It’s our Silver Anniversary. We’ve spent twenty-five glorious years together and we’re still in one piece – almost. I know I’m writing this a few days early, but let’s face it, you forced me to arrive into the world three months ahead of schedule, so what're a few days? Happy Birthday, Cerebral Palsy. Here’s what I’ve gained from you.
From a young age, you taught me that stairs of any kind don’t mix with an uncoordinated body. Do you remember the time we got our head stuck in the banister? We got too cocky and decided that mastering the ability to sidestep up the stairs wasn’t enough. Epic fail. In more recent times you reinforced this when we had to make our way down a flight of steep and narrow concrete stairs with nothing more than a metal railing to save us from meeting a bitter end.
Speaking of near-death experiences, one of the many issues with having you permanently with me is the risk of falling as soon as we’ve stood up. It’s a danger we face every day, but we’ve had plenty of practice in how to land properly. If we’re relaxed as we’re flying through the air, there’s significantly less chance of getting injured. Having said that, at some point in the next twenty-five years, could you please perfect the art of moving our body in the direction it’s supposed to go as opposed to doing the exact opposite? We’ve already established that we won’t ever be in competition with Darcey Bussell, but it’s irritating when you stride forwards when we’re clearly trying to reverse. That’s partly why everything takes ten times longer for us than it does for your average Joe.
And whilst we’re on the subject of your annoying habits, I’ll always hold a small grudge that you brought your friend, Scoliosis, into the relationship. I thought we were happy when it was just the two of us. But no, you had to go and spice things up. If the genetics of my midget family weren’t already fighting against me, Scoliosis gave me a wonky spine which makes me even shorter. Talk about being kicked while you’re down. Now I have zero chance of patting a giraffe on the head. That was the dream of a lifetime
I apologise, I think I got a bit carried away. In all honesty CP, you’re not that hard to live with. I’m aware that you come in all shapes and sizes, so I can only speak from my own experiences. You have taught me to play the cards I’ve been dealt to the best of my ability, and from that I’ve learnt the universe doesn’t give anyone cards they’re not going to win with. You’ve also let me in on the secret that there are perks to the job, such as free parking and queue-jumping at Disney. However, I’ve always known there is a fine line between using those perks to my advantage and being a self-centred, entitled idiot with a chip on my shoulder. I’ll never take anything for granted because I know that we have to run our life differently and everything has to be scheduled to the last second – even our pee breaks
People wrongly assume that having the “disability” label is an automatic exemption from feeling the natural highs and lows of life.

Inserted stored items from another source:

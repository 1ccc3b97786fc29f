//! Keyword-based risk classification for discovered tools.
//!
//! Classification only; whether a high-risk tool may actually run is the
//! caller's policy decision.

/// Keyword families that mark a tool as high-risk when any of them appears
/// in its name or description: process execution, filesystem mutation,
/// network access, and database/query operations.
const RISK_KEYWORDS: &[&str] = &[
    // process execution
    "exec",
    "execute",
    "shell",
    "bash",
    "spawn",
    "command",
    "subprocess",
    // filesystem mutation
    "delete",
    "remove",
    "unlink",
    "write_file",
    "rmdir",
    "truncate",
    "chmod",
    // network access
    "fetch",
    "http",
    "request",
    "download",
    "upload",
    "curl",
    // database / query
    "sql",
    "query",
    "database",
    "db_",
];

/// Case-insensitive scan of the tool's name and description.
pub fn is_high_risk(name: &str, description: &str) -> bool {
    let haystack = format!("{name} {description}").to_lowercase();
    RISK_KEYWORDS
        .iter()
        .any(|keyword| haystack.contains(keyword))
}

As you well know CP, this is not the case. Irrespective of whether you were part of me, I would have still gone through most of what life has thrown at me. Granted, I might not have had so many incidents where I couldn’t go out because my chair wasn’t charged, and I think life peeked when we were tipped out of our chair onto the train tracks whilst we were in plaster. But, you don’t define me CP, if anything you enhance me.
What is there left to say other than thank you for leading me here? Thank you for making me eager to teach others that it’s okay to be different, and to give up their struggle of fitting in – although we are still working on that. Thank you for being so bloody awkward at times, and in doing so, giving me the willpower to persevere. Above all though, thank you for being the standpoint and inspiration behind everything I write. I have a feeling we’ll blog (and blag) our way to success.